[Saved data entries]

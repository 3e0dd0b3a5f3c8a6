//! Chat room domain object.

use super::RoomId;
use parking_lot::RwLock;
use std::sync::atomic::{AtomicBool, Ordering};

/// A chat room's metadata as currently known to the session.
#[derive(Debug)]
pub struct Room {
    id: RoomId,
    state: RwLock<RoomState>,
    disposed: AtomicBool,
}

#[derive(Debug)]
struct RoomState {
    name: String,
    description: String,
}

impl Room {
    pub fn new(id: RoomId, name: impl Into<String>, description: impl Into<String>) -> Self {
        Self {
            id,
            state: RwLock::new(RoomState {
                name: name.into(),
                description: description.into(),
            }),
            disposed: AtomicBool::new(false),
        }
    }

    pub fn id(&self) -> RoomId {
        self.id
    }

    pub fn name(&self) -> String {
        self.state.read().name.clone()
    }

    pub fn description(&self) -> String {
        self.state.read().description.clone()
    }

    /// Apply a room-meta change. No-op once disposed.
    pub fn apply_meta(&self, name: impl Into<String>, description: impl Into<String>) {
        if self.is_disposed() {
            return;
        }
        let mut state = self.state.write();
        state.name = name.into();
        state.description = description.into();
    }

    /// Permanently retire this instance. Idempotent.
    pub fn dispose(&self) {
        self.disposed.store(true, Ordering::SeqCst);
    }

    pub fn is_disposed(&self) -> bool {
        self.disposed.load(Ordering::SeqCst)
    }
}
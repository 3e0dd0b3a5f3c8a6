//! Network layer: the reconnecting websocket transport and its idle
//! watchdog.

pub mod transport;
mod watchdog;

pub use transport::{ConnectionState, SessionProvider, Transport, TransportEvent};
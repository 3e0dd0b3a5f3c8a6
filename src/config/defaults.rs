//! Default value functions for configuration.

/// Returns `true` (for serde defaults).
pub fn default_true() -> bool {
    true
}

// =============================================================================
// Transport Defaults
// =============================================================================

pub fn default_reconnect_backoff_secs() -> u64 {
    5
}

pub fn default_idle_threshold_secs() -> u64 {
    120
}

pub fn default_watchdog_poll_secs() -> u64 {
    10
}

// =============================================================================
// Queue Defaults
// =============================================================================

pub fn default_queue_poll_ms() -> u64 {
    25
}
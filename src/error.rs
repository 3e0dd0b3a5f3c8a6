//! Unified error handling for backchat.
//!
//! This module provides the centralized error taxonomy for the client
//! runtime. Registration-time contract violations fail fast at the call
//! site; transport failures are transient and retried by the receive loop;
//! listener failures never surface here at all - they are re-emitted as
//! `InternalException` events by the dispatcher.

use crate::event::EventKind;
use thiserror::Error;

/// Errors that can occur in the client runtime.
#[derive(Debug, Error)]
pub enum ClientError {
    /// The argument is not usable for the requested operation, e.g.
    /// registering a listener against a reserved event kind that is never
    /// dispatched.
    #[error("invalid argument: {0}")]
    ArgumentInvalid(String),

    /// The callback's shape does not match the declared contract for the
    /// event kind. Carries the human-readable expected signature.
    #[error("listener signature mismatch for {kind:?}: expected {expected}")]
    SignatureMismatch {
        kind: EventKind,
        expected: &'static str,
    },

    /// The exact callback instance is already registered for this kind.
    #[error("callback already registered for {0:?}")]
    DuplicateRegistration(EventKind),

    /// No such callback is registered for this kind.
    #[error("no callback registered for {0:?}")]
    NotFound(EventKind),

    #[error("transport already connected")]
    AlreadyConnected,

    #[error("transport not connected")]
    NotConnected,

    /// The component was permanently disposed.
    #[error("transport disposed")]
    Disposed,

    /// Submitted to (or still pending on) a disposed action queue.
    #[error("action queue disposed")]
    QueueDisposed,

    /// A websocket-level failure. Transient: the receive loop retries these
    /// with a fixed backoff and no ceiling. Surfaced directly only from the
    /// initial `connect` handshake.
    #[error("transport failure: {0}")]
    Transport(String),

    /// A branch that is unreachable by construction. Not a designed error
    /// path.
    #[error("internal consistency violation: {0}")]
    InternalConsistency(&'static str),
}

impl ClientError {
    /// Get a static error code string for log labeling.
    #[inline]
    pub fn error_code(&self) -> &'static str {
        match self {
            Self::ArgumentInvalid(_) => "argument_invalid",
            Self::SignatureMismatch { .. } => "signature_mismatch",
            Self::DuplicateRegistration(_) => "duplicate_registration",
            Self::NotFound(_) => "not_found",
            Self::AlreadyConnected => "already_connected",
            Self::NotConnected => "not_connected",
            Self::Disposed => "disposed",
            Self::QueueDisposed => "queue_disposed",
            Self::Transport(_) => "transport_failure",
            Self::InternalConsistency(_) => "internal_consistency",
        }
    }
}

#[cfg(test)]
mod tests {
    use super::*;

    #[test]
    fn error_codes() {
        assert_eq!(ClientError::AlreadyConnected.error_code(), "already_connected");
        assert_eq!(ClientError::QueueDisposed.error_code(), "queue_disposed");
        assert_eq!(
            ClientError::InternalConsistency("x").error_code(),
            "internal_consistency"
        );
    }

    #[test]
    fn signature_mismatch_names_the_expected_shape() {
        let err = ClientError::SignatureMismatch {
            kind: EventKind::MessageStarToggled,
            expected: "MessageStarToggled(Message, User, u32, u32)",
        };
        let rendered = err.to_string();
        assert!(rendered.contains("MessageStarToggled(Message, User, u32, u32)"));
    }
}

What you need to do - If a line in the entries includes the word "SignatureMismatch", copy that line out.

Response area -
    SignatureMismatch {
            Self::SignatureMismatch { .. } => "signature_mismatch",
        let err = ClientError::SignatureMismatch {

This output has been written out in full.